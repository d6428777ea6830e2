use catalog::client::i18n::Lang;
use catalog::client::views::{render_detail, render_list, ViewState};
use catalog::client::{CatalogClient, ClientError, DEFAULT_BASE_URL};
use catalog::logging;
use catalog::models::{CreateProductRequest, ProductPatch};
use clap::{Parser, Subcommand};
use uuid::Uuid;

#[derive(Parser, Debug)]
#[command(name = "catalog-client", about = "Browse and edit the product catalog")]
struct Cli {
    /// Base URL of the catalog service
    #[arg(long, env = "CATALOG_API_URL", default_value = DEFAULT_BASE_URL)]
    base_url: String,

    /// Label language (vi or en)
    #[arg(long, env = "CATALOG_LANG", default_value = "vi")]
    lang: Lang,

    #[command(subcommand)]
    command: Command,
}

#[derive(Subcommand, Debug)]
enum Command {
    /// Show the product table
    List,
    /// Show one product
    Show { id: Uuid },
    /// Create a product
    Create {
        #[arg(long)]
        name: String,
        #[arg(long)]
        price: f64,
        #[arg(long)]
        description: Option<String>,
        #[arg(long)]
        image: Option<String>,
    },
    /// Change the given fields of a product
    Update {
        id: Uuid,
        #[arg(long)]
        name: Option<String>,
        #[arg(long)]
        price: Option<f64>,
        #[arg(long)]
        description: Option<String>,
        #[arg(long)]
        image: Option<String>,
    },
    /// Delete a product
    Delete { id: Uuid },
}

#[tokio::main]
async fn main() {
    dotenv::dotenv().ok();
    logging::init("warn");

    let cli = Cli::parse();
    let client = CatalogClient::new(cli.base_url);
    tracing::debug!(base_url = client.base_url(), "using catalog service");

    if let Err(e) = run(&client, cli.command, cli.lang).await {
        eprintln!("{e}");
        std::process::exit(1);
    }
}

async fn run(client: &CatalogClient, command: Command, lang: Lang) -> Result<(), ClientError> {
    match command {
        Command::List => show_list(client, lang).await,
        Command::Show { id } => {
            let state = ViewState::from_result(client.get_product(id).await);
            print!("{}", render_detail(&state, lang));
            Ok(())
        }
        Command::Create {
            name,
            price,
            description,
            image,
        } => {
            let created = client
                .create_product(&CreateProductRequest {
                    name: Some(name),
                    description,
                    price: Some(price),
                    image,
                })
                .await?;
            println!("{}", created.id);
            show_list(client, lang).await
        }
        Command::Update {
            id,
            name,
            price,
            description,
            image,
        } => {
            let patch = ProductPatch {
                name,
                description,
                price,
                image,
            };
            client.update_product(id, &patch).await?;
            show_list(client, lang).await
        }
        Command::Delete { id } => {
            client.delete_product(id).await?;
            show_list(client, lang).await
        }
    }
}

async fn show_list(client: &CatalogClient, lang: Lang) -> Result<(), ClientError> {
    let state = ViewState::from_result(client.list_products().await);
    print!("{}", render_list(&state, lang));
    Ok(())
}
* * *
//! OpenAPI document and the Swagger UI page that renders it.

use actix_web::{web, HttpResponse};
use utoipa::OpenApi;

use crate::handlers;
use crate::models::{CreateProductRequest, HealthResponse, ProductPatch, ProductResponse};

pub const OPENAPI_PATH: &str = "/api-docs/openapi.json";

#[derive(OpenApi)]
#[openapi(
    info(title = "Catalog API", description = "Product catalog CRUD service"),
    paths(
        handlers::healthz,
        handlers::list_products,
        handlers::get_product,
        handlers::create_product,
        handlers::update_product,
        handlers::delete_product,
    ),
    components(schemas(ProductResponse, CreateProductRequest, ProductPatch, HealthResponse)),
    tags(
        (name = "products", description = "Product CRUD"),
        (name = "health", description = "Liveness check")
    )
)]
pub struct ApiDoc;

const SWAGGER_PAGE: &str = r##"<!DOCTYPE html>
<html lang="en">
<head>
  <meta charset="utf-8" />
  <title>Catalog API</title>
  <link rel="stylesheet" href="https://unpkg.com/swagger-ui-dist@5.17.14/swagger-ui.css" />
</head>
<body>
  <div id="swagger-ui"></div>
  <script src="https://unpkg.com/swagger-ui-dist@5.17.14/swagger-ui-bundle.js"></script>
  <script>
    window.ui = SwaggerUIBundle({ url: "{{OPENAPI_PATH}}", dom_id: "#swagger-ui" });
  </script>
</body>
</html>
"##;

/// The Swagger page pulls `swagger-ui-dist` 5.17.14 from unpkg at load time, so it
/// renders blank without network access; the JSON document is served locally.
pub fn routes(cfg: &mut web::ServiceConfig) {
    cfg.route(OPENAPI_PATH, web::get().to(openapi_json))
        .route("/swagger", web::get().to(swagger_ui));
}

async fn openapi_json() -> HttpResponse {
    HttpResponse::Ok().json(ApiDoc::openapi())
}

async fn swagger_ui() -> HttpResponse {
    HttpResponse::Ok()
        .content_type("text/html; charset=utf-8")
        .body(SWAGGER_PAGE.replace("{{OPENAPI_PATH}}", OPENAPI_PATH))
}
==
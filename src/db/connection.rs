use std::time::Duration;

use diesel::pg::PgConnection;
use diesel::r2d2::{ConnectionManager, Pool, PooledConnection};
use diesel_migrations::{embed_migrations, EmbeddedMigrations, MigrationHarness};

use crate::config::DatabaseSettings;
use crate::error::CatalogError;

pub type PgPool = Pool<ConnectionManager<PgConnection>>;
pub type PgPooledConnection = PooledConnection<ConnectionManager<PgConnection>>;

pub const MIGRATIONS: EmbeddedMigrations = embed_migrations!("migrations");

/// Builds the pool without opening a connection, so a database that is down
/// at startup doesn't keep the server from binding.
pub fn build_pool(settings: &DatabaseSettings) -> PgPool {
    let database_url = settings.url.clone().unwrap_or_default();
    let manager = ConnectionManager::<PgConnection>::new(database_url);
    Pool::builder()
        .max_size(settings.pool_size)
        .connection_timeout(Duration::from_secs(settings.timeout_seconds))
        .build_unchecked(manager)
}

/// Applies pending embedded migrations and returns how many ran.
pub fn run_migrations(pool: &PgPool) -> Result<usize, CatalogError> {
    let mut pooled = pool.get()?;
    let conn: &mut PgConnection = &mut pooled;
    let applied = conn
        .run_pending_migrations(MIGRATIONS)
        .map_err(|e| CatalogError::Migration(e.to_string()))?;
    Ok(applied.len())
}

**Task goal**
Scan the data above for the word "ViewState", then copy every line that holds it.

**Solution**
use catalog::client::views::{render_detail, render_list, ViewState};
            let state = ViewState::from_result(client.get_product(id).await);
    let state = ViewState::from_result(client.list_products().await);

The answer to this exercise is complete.